(Stored data entries)
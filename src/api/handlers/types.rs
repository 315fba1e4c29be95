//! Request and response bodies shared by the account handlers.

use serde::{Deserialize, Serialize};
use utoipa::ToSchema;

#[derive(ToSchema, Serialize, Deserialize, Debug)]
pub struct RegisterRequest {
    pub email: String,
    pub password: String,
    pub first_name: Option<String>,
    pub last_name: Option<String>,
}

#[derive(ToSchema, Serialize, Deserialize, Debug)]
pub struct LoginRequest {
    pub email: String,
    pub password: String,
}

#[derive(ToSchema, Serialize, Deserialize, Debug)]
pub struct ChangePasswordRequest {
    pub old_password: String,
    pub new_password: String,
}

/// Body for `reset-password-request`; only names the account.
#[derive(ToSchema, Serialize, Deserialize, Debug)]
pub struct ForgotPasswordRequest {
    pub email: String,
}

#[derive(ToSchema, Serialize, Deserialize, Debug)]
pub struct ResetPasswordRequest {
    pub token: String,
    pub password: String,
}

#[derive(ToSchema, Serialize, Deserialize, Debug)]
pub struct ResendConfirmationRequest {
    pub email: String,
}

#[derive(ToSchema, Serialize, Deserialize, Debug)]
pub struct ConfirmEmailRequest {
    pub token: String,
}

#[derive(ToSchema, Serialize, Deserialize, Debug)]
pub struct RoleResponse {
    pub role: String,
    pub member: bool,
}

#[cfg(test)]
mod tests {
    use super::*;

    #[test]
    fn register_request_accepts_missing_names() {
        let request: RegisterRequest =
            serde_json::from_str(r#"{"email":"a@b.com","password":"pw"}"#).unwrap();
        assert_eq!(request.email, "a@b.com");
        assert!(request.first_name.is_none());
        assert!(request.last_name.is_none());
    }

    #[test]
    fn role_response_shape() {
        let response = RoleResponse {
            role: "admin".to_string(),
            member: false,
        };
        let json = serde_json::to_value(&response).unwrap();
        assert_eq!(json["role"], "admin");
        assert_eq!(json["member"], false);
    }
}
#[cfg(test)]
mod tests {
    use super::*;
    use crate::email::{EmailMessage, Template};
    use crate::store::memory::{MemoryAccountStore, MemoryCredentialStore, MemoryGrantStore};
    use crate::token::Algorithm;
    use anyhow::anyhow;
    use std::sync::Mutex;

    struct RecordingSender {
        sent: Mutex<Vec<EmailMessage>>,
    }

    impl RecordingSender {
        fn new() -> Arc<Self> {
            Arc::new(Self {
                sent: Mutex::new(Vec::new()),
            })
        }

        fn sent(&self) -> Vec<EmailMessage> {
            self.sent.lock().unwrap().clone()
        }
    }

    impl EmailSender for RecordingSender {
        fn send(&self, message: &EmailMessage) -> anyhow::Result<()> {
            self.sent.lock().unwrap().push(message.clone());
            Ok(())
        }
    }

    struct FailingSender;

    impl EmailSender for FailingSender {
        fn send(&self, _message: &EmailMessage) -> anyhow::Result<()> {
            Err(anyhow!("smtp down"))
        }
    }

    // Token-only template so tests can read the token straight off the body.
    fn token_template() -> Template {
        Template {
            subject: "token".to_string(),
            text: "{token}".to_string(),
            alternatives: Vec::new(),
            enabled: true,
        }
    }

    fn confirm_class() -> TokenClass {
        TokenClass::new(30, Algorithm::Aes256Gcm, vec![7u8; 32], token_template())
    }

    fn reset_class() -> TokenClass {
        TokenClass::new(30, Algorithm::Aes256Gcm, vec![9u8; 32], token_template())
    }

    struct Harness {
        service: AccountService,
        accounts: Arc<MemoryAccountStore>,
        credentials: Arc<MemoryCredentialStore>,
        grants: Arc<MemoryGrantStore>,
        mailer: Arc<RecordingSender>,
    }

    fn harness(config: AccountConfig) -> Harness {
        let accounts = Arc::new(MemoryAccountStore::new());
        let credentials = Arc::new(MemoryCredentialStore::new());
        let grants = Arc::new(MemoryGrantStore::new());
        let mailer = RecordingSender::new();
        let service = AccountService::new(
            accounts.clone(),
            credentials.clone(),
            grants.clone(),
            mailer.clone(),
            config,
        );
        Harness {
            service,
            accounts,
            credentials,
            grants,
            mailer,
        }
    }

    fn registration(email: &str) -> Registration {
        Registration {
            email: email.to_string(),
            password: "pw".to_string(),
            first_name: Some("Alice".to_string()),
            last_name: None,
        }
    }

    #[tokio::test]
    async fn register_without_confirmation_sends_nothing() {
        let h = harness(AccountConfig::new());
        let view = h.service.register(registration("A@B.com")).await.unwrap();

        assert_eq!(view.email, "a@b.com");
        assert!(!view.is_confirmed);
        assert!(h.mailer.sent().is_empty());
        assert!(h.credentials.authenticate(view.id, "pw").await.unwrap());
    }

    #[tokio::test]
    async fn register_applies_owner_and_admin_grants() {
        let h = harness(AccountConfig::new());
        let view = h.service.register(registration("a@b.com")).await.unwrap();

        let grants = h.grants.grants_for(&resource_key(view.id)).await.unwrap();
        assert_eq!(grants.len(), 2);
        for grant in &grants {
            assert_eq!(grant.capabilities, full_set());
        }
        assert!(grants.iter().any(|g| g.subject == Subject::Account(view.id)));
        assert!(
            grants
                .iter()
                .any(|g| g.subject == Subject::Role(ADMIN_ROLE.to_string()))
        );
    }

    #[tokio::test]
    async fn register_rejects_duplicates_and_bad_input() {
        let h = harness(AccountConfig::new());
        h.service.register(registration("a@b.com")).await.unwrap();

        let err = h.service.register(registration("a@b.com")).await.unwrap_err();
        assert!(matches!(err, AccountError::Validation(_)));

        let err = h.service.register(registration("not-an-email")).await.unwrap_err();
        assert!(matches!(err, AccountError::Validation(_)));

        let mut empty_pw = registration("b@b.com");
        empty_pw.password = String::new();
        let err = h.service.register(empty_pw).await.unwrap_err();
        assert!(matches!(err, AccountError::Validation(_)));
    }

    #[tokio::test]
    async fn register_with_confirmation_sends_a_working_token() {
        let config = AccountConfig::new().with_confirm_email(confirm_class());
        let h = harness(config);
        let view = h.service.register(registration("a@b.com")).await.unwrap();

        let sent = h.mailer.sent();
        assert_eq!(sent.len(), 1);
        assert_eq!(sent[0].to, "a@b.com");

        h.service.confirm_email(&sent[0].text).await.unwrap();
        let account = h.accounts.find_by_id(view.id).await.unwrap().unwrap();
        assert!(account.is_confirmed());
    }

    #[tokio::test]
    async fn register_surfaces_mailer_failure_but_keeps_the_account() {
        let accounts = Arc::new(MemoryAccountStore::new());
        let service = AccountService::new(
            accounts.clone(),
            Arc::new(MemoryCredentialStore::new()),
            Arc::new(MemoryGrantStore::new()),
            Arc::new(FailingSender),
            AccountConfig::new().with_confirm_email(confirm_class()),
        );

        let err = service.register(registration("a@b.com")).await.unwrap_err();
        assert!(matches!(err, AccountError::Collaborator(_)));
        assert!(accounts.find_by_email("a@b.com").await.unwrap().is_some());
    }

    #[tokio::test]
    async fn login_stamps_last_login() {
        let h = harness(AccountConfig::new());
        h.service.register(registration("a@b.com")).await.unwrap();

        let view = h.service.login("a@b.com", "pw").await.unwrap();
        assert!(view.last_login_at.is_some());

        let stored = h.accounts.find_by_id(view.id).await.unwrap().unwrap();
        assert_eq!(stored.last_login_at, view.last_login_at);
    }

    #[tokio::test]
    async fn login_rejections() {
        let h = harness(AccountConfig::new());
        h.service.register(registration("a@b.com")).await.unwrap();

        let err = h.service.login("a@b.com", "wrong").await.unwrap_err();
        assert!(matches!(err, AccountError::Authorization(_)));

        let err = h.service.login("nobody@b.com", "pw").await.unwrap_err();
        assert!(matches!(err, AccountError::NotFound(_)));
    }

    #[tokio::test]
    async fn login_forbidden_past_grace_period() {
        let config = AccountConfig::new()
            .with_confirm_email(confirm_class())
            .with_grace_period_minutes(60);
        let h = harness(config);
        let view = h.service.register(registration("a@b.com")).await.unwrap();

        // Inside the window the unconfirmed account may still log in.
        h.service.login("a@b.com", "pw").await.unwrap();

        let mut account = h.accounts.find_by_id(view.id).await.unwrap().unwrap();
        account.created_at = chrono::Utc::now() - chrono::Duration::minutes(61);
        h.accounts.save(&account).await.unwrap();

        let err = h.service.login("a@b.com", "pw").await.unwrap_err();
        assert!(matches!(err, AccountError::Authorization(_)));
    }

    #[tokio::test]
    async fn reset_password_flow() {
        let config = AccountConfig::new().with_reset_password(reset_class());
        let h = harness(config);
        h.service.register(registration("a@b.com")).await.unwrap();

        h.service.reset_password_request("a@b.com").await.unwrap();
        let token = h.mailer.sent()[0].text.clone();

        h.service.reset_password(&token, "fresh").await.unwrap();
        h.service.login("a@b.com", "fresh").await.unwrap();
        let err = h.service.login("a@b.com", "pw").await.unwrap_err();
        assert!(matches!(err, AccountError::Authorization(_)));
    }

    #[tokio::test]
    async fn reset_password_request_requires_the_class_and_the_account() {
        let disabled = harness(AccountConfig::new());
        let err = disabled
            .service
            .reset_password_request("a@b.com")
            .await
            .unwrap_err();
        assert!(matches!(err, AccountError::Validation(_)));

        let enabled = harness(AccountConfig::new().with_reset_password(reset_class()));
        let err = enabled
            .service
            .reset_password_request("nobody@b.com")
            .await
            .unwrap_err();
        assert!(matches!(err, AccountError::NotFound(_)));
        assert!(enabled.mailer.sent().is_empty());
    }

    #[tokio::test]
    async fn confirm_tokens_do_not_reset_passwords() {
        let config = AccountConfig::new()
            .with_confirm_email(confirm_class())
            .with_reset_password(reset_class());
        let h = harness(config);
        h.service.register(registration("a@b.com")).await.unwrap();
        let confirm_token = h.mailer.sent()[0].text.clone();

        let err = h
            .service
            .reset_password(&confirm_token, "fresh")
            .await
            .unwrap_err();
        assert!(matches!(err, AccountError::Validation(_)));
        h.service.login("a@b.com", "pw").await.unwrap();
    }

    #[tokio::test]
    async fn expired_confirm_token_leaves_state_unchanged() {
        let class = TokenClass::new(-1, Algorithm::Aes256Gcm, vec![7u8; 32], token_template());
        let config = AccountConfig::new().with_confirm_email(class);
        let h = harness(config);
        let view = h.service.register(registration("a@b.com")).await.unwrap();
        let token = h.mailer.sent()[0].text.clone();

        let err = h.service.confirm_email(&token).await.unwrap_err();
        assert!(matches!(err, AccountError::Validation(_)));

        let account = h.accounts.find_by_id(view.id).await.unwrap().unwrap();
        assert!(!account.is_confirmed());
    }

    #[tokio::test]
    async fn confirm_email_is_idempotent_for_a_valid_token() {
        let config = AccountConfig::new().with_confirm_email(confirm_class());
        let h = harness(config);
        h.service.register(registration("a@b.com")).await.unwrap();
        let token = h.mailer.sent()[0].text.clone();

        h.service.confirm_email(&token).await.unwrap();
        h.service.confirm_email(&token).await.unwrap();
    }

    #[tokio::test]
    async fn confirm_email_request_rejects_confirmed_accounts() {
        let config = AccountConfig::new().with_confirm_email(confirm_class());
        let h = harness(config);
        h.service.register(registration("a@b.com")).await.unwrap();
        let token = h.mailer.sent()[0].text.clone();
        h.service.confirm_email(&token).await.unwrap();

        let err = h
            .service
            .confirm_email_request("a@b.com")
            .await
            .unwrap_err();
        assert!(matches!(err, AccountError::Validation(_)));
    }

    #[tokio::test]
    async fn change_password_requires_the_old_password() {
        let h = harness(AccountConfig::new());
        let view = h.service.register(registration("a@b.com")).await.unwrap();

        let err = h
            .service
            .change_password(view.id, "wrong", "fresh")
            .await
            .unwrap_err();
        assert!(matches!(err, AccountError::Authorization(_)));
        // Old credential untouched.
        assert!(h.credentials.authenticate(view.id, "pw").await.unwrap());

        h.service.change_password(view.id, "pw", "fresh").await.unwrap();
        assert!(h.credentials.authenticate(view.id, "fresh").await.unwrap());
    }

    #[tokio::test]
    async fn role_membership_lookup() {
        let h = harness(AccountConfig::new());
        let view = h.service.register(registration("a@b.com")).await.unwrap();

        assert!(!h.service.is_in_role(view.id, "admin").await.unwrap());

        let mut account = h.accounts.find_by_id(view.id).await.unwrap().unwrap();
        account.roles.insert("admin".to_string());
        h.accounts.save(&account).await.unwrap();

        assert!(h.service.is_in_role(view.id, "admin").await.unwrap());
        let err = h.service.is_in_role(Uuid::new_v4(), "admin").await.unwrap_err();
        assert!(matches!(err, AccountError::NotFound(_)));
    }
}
---
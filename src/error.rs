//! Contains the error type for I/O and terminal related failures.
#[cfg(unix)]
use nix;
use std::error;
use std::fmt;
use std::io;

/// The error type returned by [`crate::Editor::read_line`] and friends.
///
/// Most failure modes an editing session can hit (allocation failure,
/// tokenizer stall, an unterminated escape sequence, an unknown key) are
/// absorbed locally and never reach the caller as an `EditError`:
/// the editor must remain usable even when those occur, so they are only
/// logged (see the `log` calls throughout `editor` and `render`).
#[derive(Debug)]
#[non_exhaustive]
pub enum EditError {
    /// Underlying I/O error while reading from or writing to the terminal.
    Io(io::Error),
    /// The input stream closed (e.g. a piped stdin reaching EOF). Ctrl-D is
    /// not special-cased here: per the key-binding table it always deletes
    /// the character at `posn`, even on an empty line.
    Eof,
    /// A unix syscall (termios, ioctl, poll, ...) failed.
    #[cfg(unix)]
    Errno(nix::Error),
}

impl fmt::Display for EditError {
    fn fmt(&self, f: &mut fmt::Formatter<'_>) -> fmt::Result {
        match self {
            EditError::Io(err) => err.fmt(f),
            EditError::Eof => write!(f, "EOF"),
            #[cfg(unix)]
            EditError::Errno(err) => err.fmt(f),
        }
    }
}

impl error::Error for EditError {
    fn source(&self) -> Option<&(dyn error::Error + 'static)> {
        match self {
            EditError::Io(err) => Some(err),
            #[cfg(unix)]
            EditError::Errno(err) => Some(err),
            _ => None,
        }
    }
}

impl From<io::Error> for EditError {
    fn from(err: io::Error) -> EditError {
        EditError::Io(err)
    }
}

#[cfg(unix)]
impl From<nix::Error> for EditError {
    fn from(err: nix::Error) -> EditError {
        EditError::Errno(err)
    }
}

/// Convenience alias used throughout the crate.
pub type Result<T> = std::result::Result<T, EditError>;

PROBLEM DESCRIPTION: Lines holding "TokenClass" in the data above: copy each of them.

REPLY:
    fn confirm_class() -> TokenClass {
        TokenClass::new(30, Algorithm::Aes256Gcm, vec![7u8; 32], token_template())
    fn reset_class() -> TokenClass {
        TokenClass::new(30, Algorithm::Aes256Gcm, vec![9u8; 32], token_template())
        let class = TokenClass::new(-1, Algorithm::Aes256Gcm, vec![7u8; 32], token_template());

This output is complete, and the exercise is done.